* [TASK OBJECTIVE]: The answer must consist of every line below that holds the word "SecurityProfile".

* [Records from a collection]:
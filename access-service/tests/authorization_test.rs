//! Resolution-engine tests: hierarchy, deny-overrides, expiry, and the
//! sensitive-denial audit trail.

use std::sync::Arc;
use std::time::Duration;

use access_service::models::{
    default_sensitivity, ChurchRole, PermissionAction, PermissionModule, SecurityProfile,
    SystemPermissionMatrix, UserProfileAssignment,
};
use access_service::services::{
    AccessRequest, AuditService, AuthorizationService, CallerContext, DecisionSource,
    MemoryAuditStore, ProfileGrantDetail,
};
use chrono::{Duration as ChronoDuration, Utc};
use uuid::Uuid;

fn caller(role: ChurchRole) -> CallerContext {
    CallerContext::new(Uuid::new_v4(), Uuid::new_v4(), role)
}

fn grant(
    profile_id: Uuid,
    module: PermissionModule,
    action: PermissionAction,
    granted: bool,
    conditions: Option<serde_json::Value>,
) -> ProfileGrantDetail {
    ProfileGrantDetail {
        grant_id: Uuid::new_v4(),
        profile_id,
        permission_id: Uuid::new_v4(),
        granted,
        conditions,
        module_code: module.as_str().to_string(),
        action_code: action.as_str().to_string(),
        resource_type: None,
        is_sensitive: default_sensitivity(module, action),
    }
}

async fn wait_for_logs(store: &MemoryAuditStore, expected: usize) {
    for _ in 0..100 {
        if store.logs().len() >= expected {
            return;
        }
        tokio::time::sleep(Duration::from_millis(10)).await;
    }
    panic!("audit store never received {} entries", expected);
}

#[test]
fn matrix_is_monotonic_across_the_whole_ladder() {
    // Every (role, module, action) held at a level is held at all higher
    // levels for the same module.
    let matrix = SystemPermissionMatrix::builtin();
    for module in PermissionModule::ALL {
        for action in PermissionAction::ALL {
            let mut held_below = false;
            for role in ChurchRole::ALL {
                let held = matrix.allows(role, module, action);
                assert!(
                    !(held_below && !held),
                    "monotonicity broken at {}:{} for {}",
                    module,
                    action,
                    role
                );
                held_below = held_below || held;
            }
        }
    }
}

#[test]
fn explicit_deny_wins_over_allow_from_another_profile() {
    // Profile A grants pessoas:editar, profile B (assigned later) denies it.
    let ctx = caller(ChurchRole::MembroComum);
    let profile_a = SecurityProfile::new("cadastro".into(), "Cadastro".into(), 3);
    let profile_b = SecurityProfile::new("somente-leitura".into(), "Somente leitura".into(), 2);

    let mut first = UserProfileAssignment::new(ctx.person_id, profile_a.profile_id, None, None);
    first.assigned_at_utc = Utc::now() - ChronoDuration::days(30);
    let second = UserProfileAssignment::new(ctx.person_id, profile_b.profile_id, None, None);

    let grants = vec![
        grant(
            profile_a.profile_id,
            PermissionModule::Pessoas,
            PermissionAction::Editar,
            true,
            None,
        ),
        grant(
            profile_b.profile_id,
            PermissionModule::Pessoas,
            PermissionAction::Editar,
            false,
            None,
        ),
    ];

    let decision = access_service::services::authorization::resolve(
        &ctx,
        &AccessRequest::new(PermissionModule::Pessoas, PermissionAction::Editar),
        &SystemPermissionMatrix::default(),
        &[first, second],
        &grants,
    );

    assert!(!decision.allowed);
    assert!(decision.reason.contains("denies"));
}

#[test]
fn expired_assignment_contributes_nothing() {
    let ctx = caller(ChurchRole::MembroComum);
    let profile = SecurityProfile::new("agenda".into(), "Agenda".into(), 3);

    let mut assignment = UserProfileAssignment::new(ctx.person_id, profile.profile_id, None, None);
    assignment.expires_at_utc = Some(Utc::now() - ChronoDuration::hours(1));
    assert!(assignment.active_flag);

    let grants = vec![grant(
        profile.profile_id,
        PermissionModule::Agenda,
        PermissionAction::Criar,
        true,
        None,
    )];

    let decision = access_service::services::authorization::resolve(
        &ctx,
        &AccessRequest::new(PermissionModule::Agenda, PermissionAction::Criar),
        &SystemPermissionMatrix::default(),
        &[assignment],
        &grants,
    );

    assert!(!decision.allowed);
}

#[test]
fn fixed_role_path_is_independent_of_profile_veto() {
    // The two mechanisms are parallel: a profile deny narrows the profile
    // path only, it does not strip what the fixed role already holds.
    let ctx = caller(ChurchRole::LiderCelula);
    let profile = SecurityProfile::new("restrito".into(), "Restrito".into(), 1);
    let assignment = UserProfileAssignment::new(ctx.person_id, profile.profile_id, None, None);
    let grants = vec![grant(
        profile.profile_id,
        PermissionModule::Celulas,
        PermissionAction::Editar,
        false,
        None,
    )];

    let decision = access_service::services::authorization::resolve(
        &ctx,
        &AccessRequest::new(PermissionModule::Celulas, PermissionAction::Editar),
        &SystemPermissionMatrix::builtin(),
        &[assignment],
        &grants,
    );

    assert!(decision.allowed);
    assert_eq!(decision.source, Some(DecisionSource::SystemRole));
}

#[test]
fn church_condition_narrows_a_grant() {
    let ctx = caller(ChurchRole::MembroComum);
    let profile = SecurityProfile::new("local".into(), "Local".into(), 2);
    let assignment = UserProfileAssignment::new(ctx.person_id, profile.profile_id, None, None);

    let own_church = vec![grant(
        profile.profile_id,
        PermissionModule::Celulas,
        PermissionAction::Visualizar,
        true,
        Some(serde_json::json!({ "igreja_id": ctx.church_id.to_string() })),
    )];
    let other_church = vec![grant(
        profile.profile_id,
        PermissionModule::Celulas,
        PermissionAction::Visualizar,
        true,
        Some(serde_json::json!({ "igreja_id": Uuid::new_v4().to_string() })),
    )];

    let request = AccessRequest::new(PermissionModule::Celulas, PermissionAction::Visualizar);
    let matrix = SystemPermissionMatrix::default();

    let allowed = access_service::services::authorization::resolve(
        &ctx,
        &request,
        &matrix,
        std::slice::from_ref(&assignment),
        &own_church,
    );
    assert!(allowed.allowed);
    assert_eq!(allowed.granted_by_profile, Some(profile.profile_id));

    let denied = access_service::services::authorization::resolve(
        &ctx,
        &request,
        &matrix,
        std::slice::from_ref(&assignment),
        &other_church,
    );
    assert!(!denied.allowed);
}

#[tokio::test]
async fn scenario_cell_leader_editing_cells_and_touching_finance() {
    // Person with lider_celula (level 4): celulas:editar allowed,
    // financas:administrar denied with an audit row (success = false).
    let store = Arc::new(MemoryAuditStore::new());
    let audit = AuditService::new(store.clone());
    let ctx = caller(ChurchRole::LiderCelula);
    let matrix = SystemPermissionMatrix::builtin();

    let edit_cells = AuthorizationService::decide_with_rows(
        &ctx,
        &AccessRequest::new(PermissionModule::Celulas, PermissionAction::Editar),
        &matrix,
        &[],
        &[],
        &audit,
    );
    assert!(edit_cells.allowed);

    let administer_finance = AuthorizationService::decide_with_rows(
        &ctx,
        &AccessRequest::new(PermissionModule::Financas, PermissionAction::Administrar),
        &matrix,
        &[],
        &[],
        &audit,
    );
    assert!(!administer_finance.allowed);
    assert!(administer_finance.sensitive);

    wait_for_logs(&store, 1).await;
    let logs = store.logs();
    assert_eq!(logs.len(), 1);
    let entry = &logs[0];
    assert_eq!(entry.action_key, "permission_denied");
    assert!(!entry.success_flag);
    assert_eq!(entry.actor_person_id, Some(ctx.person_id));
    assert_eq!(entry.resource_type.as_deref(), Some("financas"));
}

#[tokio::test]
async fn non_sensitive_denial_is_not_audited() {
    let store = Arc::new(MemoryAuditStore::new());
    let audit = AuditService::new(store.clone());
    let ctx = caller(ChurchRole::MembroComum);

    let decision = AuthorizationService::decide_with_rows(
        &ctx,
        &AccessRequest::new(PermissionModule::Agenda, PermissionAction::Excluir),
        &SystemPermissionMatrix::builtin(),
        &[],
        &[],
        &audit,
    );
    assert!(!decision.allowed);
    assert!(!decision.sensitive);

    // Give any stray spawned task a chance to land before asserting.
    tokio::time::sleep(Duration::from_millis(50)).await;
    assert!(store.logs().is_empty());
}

* [FINISHED EXERCISE]:
    default_sensitivity, ChurchRole, PermissionAction, PermissionModule, SecurityProfile,
    let profile_a = SecurityProfile::new("cadastro".into(), "Cadastro".into(), 3);
    let profile_b = SecurityProfile::new("somente-leitura".into(), "Somente leitura".into(), 2);
    let profile = SecurityProfile::new("agenda".into(), "Agenda".into(), 3);
    let profile = SecurityProfile::new("restrito".into(), "Restrito".into(), 1);
    let profile = SecurityProfile::new("local".into(), "Local".into(), 2);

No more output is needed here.